▶ TO DO
Tell how many lines in the data contain the string "bool", using a single number as the whole reply.

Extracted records
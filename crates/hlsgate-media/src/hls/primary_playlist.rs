//! Primary (master) playlist.

use bytes::Bytes;
use std::fmt::Write;

use crate::track::Tracks;

/// Nominal bandwidth advertised for the single variant.
const BANDWIDTH: u32 = 200_000;

/// Name of the live playlist the primary playlist points to.
pub const STREAM_PLAYLIST_NAME: &str = "stream.m3u8";

/// Master playlist, rendered once from the track configuration.
#[derive(Debug, Clone)]
pub struct PrimaryPlaylist {
    body: Bytes,
}

impl PrimaryPlaylist {
    pub fn new(tracks: &Tracks) -> Self {
        let mut playlist = String::new();
        writeln!(playlist, "#EXTM3U").unwrap();
        writeln!(
            playlist,
            "#EXT-X-STREAM-INF:BANDWIDTH={},CODECS=\"{}\"",
            BANDWIDTH,
            tracks.codecs()
        )
        .unwrap();
        writeln!(playlist, "{}", STREAM_PLAYLIST_NAME).unwrap();

        Self {
            body: Bytes::from(playlist),
        }
    }

    pub fn body(&self) -> Bytes {
        self.body.clone()
    }
}
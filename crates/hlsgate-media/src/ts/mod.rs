//! MPEG transport stream writer.
//!
//! Produces the byte layout of one HLS segment: a PAT and PMT up front, then
//! PES packets for the H.264 and ADTS elementary streams split into 188-byte
//! TS packets. Each segment gets a fresh writer, so every segment is
//! decodable on its own.

pub mod pes;
pub mod psi;

use bytes::{BufMut, Bytes, BytesMut};
use std::time::Duration;

/// Size of a transport stream packet.
pub const TS_PACKET_SIZE: usize = 188;

const TS_HEADER_SIZE: usize = 4;
const SYNC_BYTE: u8 = 0x47;

pub const PID_PAT: u16 = 0x0000;
pub const PID_PMT: u16 = 0x1000;
pub const PID_VIDEO: u16 = 0x0100;
pub const PID_AUDIO: u16 = 0x0101;

/// Elementary stream carried by the writer.
#[derive(Debug, Clone, Copy, PartialEq, Eq)]
pub enum StreamKind {
    Video,
    Audio,
}

impl StreamKind {
    fn pid(self) -> u16 {
        match self {
            StreamKind::Video => PID_VIDEO,
            StreamKind::Audio => PID_AUDIO,
        }
    }

    fn stream_id(self) -> u8 {
        match self {
            StreamKind::Video => pes::STREAM_ID_VIDEO,
            StreamKind::Audio => pes::STREAM_ID_AUDIO,
        }
    }
}

/// In-memory transport stream writer for a single segment.
#[derive(Debug)]
pub struct TsWriter {
    buf: BytesMut,
    pcr_kind: StreamKind,
    video_cc: u8,
    audio_cc: u8,
}

impl TsWriter {
    /// Create a writer and emit the PAT and PMT for the given streams.
    pub fn new(has_video: bool, has_audio: bool) -> Self {
        let pcr_kind = if has_video {
            StreamKind::Video
        } else {
            StreamKind::Audio
        };

        let mut streams = Vec::with_capacity(2);
        if has_video {
            streams.push((psi::STREAM_TYPE_H264, PID_VIDEO));
        }
        if has_audio {
            streams.push((psi::STREAM_TYPE_AAC_ADTS, PID_AUDIO));
        }

        let mut writer = Self {
            buf: BytesMut::with_capacity(64 * 1024),
            pcr_kind,
            video_cc: 0,
            audio_cc: 0,
        };
        writer.put_section(PID_PAT, &psi::pat_section(PID_PMT));
        writer.put_section(PID_PMT, &psi::pmt_section(pcr_kind.pid(), &streams));
        writer
    }

    /// Write one access unit as a PES packet.
    ///
    /// The first TS packet of the PES carries a PCR on the PCR stream and the
    /// random access indicator when `random_access` is set.
    pub fn write_pes(
        &mut self,
        kind: StreamKind,
        pts: Duration,
        dts: Option<Duration>,
        random_access: bool,
        payload: &[u8],
    ) {
        let pts = pes::to_90khz(pts);
        let dts = dts.map(pes::to_90khz);

        let mut pes_data = BytesMut::with_capacity(payload.len() + 19);
        pes::put_header(&mut pes_data, kind.stream_id(), pts, dts, payload.len());
        pes_data.put_slice(payload);

        let pcr = (kind == self.pcr_kind).then(|| dts.unwrap_or(pts));
        let mut remaining = &pes_data[..];
        let mut first = true;

        while !remaining.is_empty() {
            let cc = self.next_cc(kind);
            let (pcr, rai) = if first {
                (pcr, random_access)
            } else {
                (None, false)
            };
            let written = self.put_packet(kind.pid(), first, cc, pcr, rai, remaining);
            remaining = &remaining[written..];
            first = false;
        }
    }

    /// Bytes written so far.
    pub fn len(&self) -> usize {
        self.buf.len()
    }

    /// Whether nothing has been written (never true after construction).
    pub fn is_empty(&self) -> bool {
        self.buf.is_empty()
    }

    /// Finish the segment and return its bytes.
    pub fn finish(self) -> Bytes {
        self.buf.freeze()
    }

    fn next_cc(&mut self, kind: StreamKind) -> u8 {
        let cc = match kind {
            StreamKind::Video => &mut self.video_cc,
            StreamKind::Audio => &mut self.audio_cc,
        };
        let value = *cc;
        *cc = (*cc + 1) & 0x0F;
        value
    }

    fn put_section(&mut self, pid: u16, section: &[u8]) {
        self.put_header(pid, true, 0b01, 0);
        self.buf.put_u8(0); // pointer_field
        self.buf.put_slice(section);
        let used = TS_HEADER_SIZE + 1 + section.len();
        self.buf.put_bytes(0xFF, TS_PACKET_SIZE - used);
    }

    fn put_header(&mut self, pid: u16, pusi: bool, afc: u8, cc: u8) {
        self.buf.put_u8(SYNC_BYTE);
        self.buf.put_u16(((pusi as u16) << 14) | (pid & 0x1FFF));
        self.buf.put_u8((afc << 4) | (cc & 0x0F));
    }

    /// Write one TS packet, returning how many payload bytes it consumed.
    fn put_packet(
        &mut self,
        pid: u16,
        pusi: bool,
        cc: u8,
        pcr: Option<u64>,
        random_access: bool,
        payload: &[u8],
    ) -> usize {
        let mut af = BytesMut::new();
        let mut has_af = pcr.is_some() || random_access;

        if has_af {
            let mut flags = 0u8;
            if random_access {
                flags |= 0x40;
            }
            if pcr.is_some() {
                flags |= 0x10;
            }
            af.put_u8(flags);
            if let Some(base) = pcr {
                af.put_u8((base >> 25) as u8);
                af.put_u8((base >> 17) as u8);
                af.put_u8((base >> 9) as u8);
                af.put_u8((base >> 1) as u8);
                af.put_u8((((base & 0x01) as u8) << 7) | 0x7E);
                af.put_u8(0);
            }
        }

        let af_size = if has_af { 1 + af.len() } else { 0 };
        let capacity = TS_PACKET_SIZE - TS_HEADER_SIZE - af_size;
        let n = payload.len().min(capacity);
        let stuffing = capacity - n;

        if stuffing > 0 {
            if has_af {
                af.put_bytes(0xFF, stuffing);
            } else {
                has_af = true;
                // A one-byte adaptation field is just its zero length.
                if stuffing > 1 {
                    af.put_u8(0);
                    af.put_bytes(0xFF, stuffing - 2);
                }
            }
        }

        let afc = match (has_af, n > 0) {
            (true, true) => 0b11,
            (true, false) => 0b10,
            (false, _) => 0b01,
        };

        self.put_header(pid, pusi, afc, cc);
        if has_af {
            self.buf.put_u8(af.len() as u8);
            self.buf.put_slice(&af);
        }
        self.buf.put_slice(&payload[..n]);

        n
    }
}
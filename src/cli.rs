use clap::{Parser, Subcommand};
use std::path::PathBuf;

#[derive(Parser)]
#[command(name = "hlsgate")]
#[command(author, version, about = "Live HLS segmenter for H.264/AAC streams")]
pub struct Cli {
    /// Path to config file
    #[arg(short, long, global = true)]
    pub config: Option<PathBuf>,

    /// Enable verbose logging
    #[arg(short, long, global = true)]
    pub verbose: bool,

    #[command(subcommand)]
    pub command: Commands,
}

#[derive(Subcommand)]
pub enum Commands {
    /// Start segmenting the configured streams and serve them over HTTP
    Serve {
        /// Host to bind to (overrides config)
        #[arg(long)]
        host: Option<String>,

        /// Port to listen on (overrides config)
        #[arg(short, long)]
        port: Option<u16>,
    },

    /// Decode an ADTS file and summarise its frames
    ProbeAdts {
        /// ADTS file to read
        #[arg(required = true)]
        file: PathBuf,
    },

    /// Check that required external tools are available
    CheckTools,

    /// Validate configuration file
    Validate {
        /// Config file to validate (uses default if not specified)
        config: Option<PathBuf>,
    },

    /// Display version information
    Version,
}
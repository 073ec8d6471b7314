//! AAC audio framing.
//!
//! Only the ADTS transport is handled here: producers hand over raw access units,
//! while MPEG-TS segments carry them ADTS-framed.

mod adts;

pub(crate) use adts::{write_frame, HEADER_SIZE};
pub use adts::{decode_adts, encode_adts, AacProfile, AdtsPacket, CHANNEL_COUNTS, SAMPLE_RATES};
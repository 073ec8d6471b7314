//! Live HLS: segments, the sliding stream playlist, the master playlist and
//! the muxer that drives them.

mod muxer;
mod primary_playlist;
mod segment;
mod snapshot;
mod stream_playlist;

pub use muxer::{Muxer, MuxerConfig, MuxerHandle};
pub use primary_playlist::{PrimaryPlaylist, STREAM_PLAYLIST_NAME};
pub use segment::{SealedSegment, Segment};
pub use snapshot::SnapshotSink;
pub use stream_playlist::{ReadCancel, StreamPlaylist, SEGMENT_SUFFIX};
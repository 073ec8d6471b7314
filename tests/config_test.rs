//! Configuration loading and validation tests.

use hlsgate::config::{load_config, load_config_or_default, validate_config, Config, StreamConfig};
use std::io::Write;
use std::path::PathBuf;
use std::time::Duration;
use tempfile::NamedTempFile;

fn write_config(content: &str) -> NamedTempFile {
    let mut file = NamedTempFile::new().unwrap();
    file.write_all(content.as_bytes()).unwrap();
    file
}

fn stream(name: &str) -> StreamConfig {
    StreamConfig {
        name: name.to_string(),
        video: Some(PathBuf::from("/nonexistent/camera.h264")),
        audio: None,
        frame_rate: 25.0,
        looping: true,
    }
}

#[test]
fn test_defaults() {
    let config = Config::default();
    assert_eq!(config.server.host, "0.0.0.0");
    assert_eq!(config.server.port, 8888);
    assert_eq!(config.hls.segment_count, 3);
    assert!(!config.snapshot.enabled);
    assert!(config.snapshot.all_keyframes);
    assert!(config.streams.is_empty());

    let muxer = config.muxer_config();
    assert_eq!(muxer.segment_count, 3);
    assert_eq!(muxer.segment_duration, Duration::from_secs(1));
    assert_eq!(muxer.min_audio_au_count, 100);
    assert_eq!(muxer.pts_offset, Duration::from_secs(2));
}

#[test]
fn test_load_full_config() {
    let file = write_config(
        r#"
[server]
port = 9000
playlist_timeout_secs = 5

[hls]
segment_count = 5
segment_duration_secs = 2.0

[snapshot]
enabled = true
all_keyframes = false
interval_secs = 30

[[streams]]
name = "lobby"
video = "/srv/media/lobby.h264"
audio = "/srv/media/lobby.aac"

[[streams]]
name = "radio"
audio = "/srv/media/radio.aac"
loop = false
"#,
    );

    let config = load_config(file.path()).unwrap();
    assert_eq!(config.server.host, "0.0.0.0");
    assert_eq!(config.server.port, 9000);
    assert_eq!(config.server.playlist_timeout_secs, 5);
    assert_eq!(config.hls.segment_count, 5);
    assert_eq!(config.hls.min_audio_au_count, 100);

    let muxer = config.muxer_config();
    assert_eq!(muxer.segment_duration, Duration::from_secs(2));
    assert!(!muxer.snapshot_all_keyframes);
    assert_eq!(muxer.snapshot_interval, Duration::from_secs(30));

    assert_eq!(config.streams.len(), 2);
    assert_eq!(config.streams[0].name, "lobby");
    assert!(config.streams[0].looping);
    assert_eq!(config.streams[0].frame_rate, 25.0);
    assert!(config.streams[1].video.is_none());
    assert!(!config.streams[1].looping);
}

#[test]
fn test_load_invalid_toml() {
    let file = write_config("[server\nport = ");
    let err = load_config(file.path()).unwrap_err();
    assert!(err.to_string().contains("Failed to parse config file"));
}

#[test]
fn test_load_missing_file() {
    let err = load_config_or_default(Some(std::path::Path::new("/nonexistent/hlsgate.toml")))
        .unwrap_err();
    assert!(err.to_string().contains("Failed to read config file"));
}

#[test]
fn test_load_rejects_invalid_values() {
    let file = write_config("[hls]\nsegment_count = 0\n");
    assert!(load_config(file.path()).is_err());
}

#[test]
fn test_validate_accepts_missing_inputs() {
    let mut config = Config::default();
    config.streams.push(stream("camera"));
    assert!(validate_config(&config).is_ok());
}

#[test]
fn test_validate_stream_names() {
    let mut config = Config::default();
    config.streams.push(stream("camera"));
    config.streams.push(stream("camera"));
    assert!(validate_config(&config).is_err());

    config.streams = vec![stream("a/b")];
    assert!(validate_config(&config).is_err());

    config.streams = vec![stream("")];
    assert!(validate_config(&config).is_err());
}

#[test]
fn test_validate_stream_inputs() {
    let mut config = Config::default();
    let mut empty = stream("empty");
    empty.video = None;
    config.streams.push(empty);
    assert!(validate_config(&config).is_err());

    let mut still = stream("still");
    still.frame_rate = 0.0;
    config.streams = vec![still];
    assert!(validate_config(&config).is_err());
}

#[test]
fn test_validate_hls_settings() {
    let mut config = Config::default();
    config.hls.segment_duration_secs = 0.0;
    assert!(validate_config(&config).is_err());

    config.hls.segment_duration_secs = f64::NAN;
    assert!(validate_config(&config).is_err());

    config.hls.segment_duration_secs = 1.0;
    config.server.port = 0;
    assert!(validate_config(&config).is_err());
}

#[test]
fn test_validate_rejects_unbounded_durations() {
    let mut config = Config::default();
    config.hls.segment_duration_secs = 1e300;
    assert!(validate_config(&config).is_err());
    // Deriving muxer settings from an unvalidated config must not panic.
    assert_eq!(config.muxer_config().segment_duration, Duration::ZERO);

    config.hls.segment_duration_secs = 1.0;
    config.server.playlist_timeout_secs = u64::MAX;
    assert!(validate_config(&config).is_err());

    config.server.playlist_timeout_secs = 3600;
    assert!(validate_config(&config).is_ok());
}

#[test]
fn test_validate_snapshot_settings_only_when_enabled() {
    let mut config = Config::default();
    config.snapshot.retry_limit = 0;
    assert!(validate_config(&config).is_ok());

    config.snapshot.enabled = true;
    assert!(validate_config(&config).is_err());

    config.snapshot.retry_limit = 3;
    config.snapshot.interval_secs = 0;
    assert!(validate_config(&config).is_err());
}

▶ ANSWER SPACE
7